I also agree with what @joezuntz mentioned. For that, we have a parser function which can read in the default parameters from a yaml file. I tried to keep it consistent with Firecrown/Txpipe etc, so we should be able to read in the same yaml file. Path to that file should be an argument of TJPCov. In terms of modifications to the covariance during the analysis (e.g. to do parameter marginalization with Gaussian priors), I think that choice and modification might be better made inside something like Firecrown? TJPCov should just return the default observable covariance. We will probably want to avoid computing the same covariance twice for two different analysis choices.
@joezuntz Jo, what do you think about saving the window function in the sacc file? Note that this is potentially a high-resolution healpix file per tracer, which would blow up the size of the sacc. Would that work? Do we need to extend sacc or can this fit within the current scheme (I don't think so).
Also, if we store the windows, we could also store the fiducial power spectrum in sacc. Or perhaps we could just, at least initially, smooth the observed power spectrum and use that as the signa power for the purpose of covariance matrix?
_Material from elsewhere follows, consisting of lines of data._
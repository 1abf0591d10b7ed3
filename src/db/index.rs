use std::collections::{BTreeMap, HashMap};
use std::ops::Bound;

use miette::{Result, miette};

use crate::db::row::RowId;
use crate::sql::expression::Binding;
use crate::types::Value;

/// The two index flavours of the query language.
#[derive(Debug, Clone, Copy, PartialEq, Eq)]
pub enum IndexKind {
    /// Single-column, sorted by the value's canonical rendering.
    Ordered,

    /// One or more columns, hashed by a composite rendered key.
    Unordered,
}

/// A secondary lookup structure over a table.
///
/// Keys are canonical value renderings ([`Value`]'s `Display`), which are
/// injective per type, so same-typed values never collide. The owning table
/// keeps every index in lockstep with its rows on insert, update and delete.
#[derive(Debug)]
pub enum Index {
    Ordered {
        column: String,
        entries: BTreeMap<String, RowId>,
    },
    Unordered {
        columns: Vec<String>,
        entries: HashMap<String, Vec<RowId>>,
    },
}

impl Index {
    pub fn new(kind: IndexKind, columns: Vec<String>) -> Result<Self> {
        match kind {
            IndexKind::Ordered => {
                let [column] = <[String; 1]>::try_from(columns).map_err(|_| {
                    miette!("Ordered index can only be created on a single column.")
                })?;
                Ok(Index::Ordered {
                    column,
                    entries: BTreeMap::new(),
                })
            }
            IndexKind::Unordered => {
                if columns.is_empty() {
                    return Err(miette!("Unordered index requires at least one column."));
                }
                Ok(Index::Unordered {
                    columns,
                    entries: HashMap::new(),
                })
            }
        }
    }

    /// The indexed column names.
    pub fn columns(&self) -> &[String] {
        match self {
            Index::Ordered { column, .. } => std::slice::from_ref(column),
            Index::Unordered { columns, .. } => columns,
        }
    }

    /// Records a row. Every indexed column must be present in the binding.
    pub fn add_row(&mut self, row_id: RowId, row: &Binding) -> Result<()> {
        match self {
            Index::Ordered { column, entries } => {
                let value = row
                    .get(column)
                    .ok_or_else(|| miette!("Column '{}' not found in row for index.", column))?;
                entries.insert(value.to_string(), row_id);
                Ok(())
            }
            Index::Unordered { columns, entries } => {
                let key = composite_key(columns, row)?;
                entries.entry(key).or_default().push(row_id);
                Ok(())
            }
        }
    }

    /// Forgets a row. Missing entries are ignored.
    pub fn remove_row(&mut self, row_id: RowId, row: &Binding) {
        match self {
            Index::Ordered { column, entries } => {
                if let Some(value) = row.get(column) {
                    let key = value.to_string();
                    if entries.get(&key) == Some(&row_id) {
                        entries.remove(&key);
                    }
                }
            }
            Index::Unordered { columns, entries } => {
                let Ok(key) = composite_key(columns, row) else {
                    return;
                };
                if let Some(ids) = entries.get_mut(&key) {
                    ids.retain(|id| *id != row_id);
                    if ids.is_empty() {
                        entries.remove(&key);
                    }
                }
            }
        }
    }

    /// Exact-match lookup on an unordered index.
    ///
    /// Every indexed column must be present in the condition; a missing
    /// column yields no matches. Always empty on an ordered index.
    pub fn search(&self, condition: &Binding) -> Vec<RowId> {
        let Index::Unordered { columns, entries } = self else {
            return Vec::new();
        };
        let Ok(key) = composite_key(columns, condition) else {
            return Vec::new();
        };
        entries.get(&key).cloned().unwrap_or_default()
    }

    /// Range lookup on an ordered index over `column`.
    ///
    /// `None` bounds are open ends. Empty when this index is unordered or
    /// covers a different column.
    pub fn search_range(
        &self,
        column: &str,
        lower: Option<&Value>,
        lower_inclusive: bool,
        upper: Option<&Value>,
        upper_inclusive: bool,
    ) -> Vec<RowId> {
        let Index::Ordered {
            column: indexed,
            entries,
        } = self
        else {
            return Vec::new();
        };
        if indexed != column {
            return Vec::new();
        }

        // Crossed bounds select nothing.
        if let (Some(lower), Some(upper)) = (lower, upper) {
            let (lower, upper) = (lower.to_string(), upper.to_string());
            if lower > upper || (lower == upper && !(lower_inclusive && upper_inclusive)) {
                return Vec::new();
            }
        }

        let lower_bound = match lower {
            Some(value) if lower_inclusive => Bound::Included(value.to_string()),
            Some(value) => Bound::Excluded(value.to_string()),
            None => Bound::Unbounded,
        };
        let upper_bound = match upper {
            Some(value) if upper_inclusive => Bound::Included(value.to_string()),
            Some(value) => Bound::Excluded(value.to_string()),
            None => Bound::Unbounded,
        };

        entries
            .range((lower_bound, upper_bound))
            .map(|(_, row_id)| *row_id)
            .collect()
    }
}

/// Joins the rendered values of the indexed columns with `|` terminators.
fn composite_key(columns: &[String], row: &Binding) -> Result<String> {
    let mut key = String::new();
    for column in columns {
        let value = row
            .get(column)
            .ok_or_else(|| miette!("Column '{}' not found in row for index.", column))?;
        key.push_str(&value.to_string());
        key.push('|');
    }
    Ok(key)
}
Storing windows in sacc sounds dangerous to me. These sacc files will be mostly used for likelihood etc., and creating huge files just for covariance calculation seems wasteful to me. This will also duplicate storage, since the window functions are surely gonna be stored somewhere else too. TXPipe will have direct access to these windows and therefore could pass those directly when initializing the covariance calculator. firecrown could read these from files listed in the corresponding section of each tracer in the yaml file.
Edit: moreover, healsparse has already defined a storage format for large maps that would be inefficient to duplicate in sacc, I think.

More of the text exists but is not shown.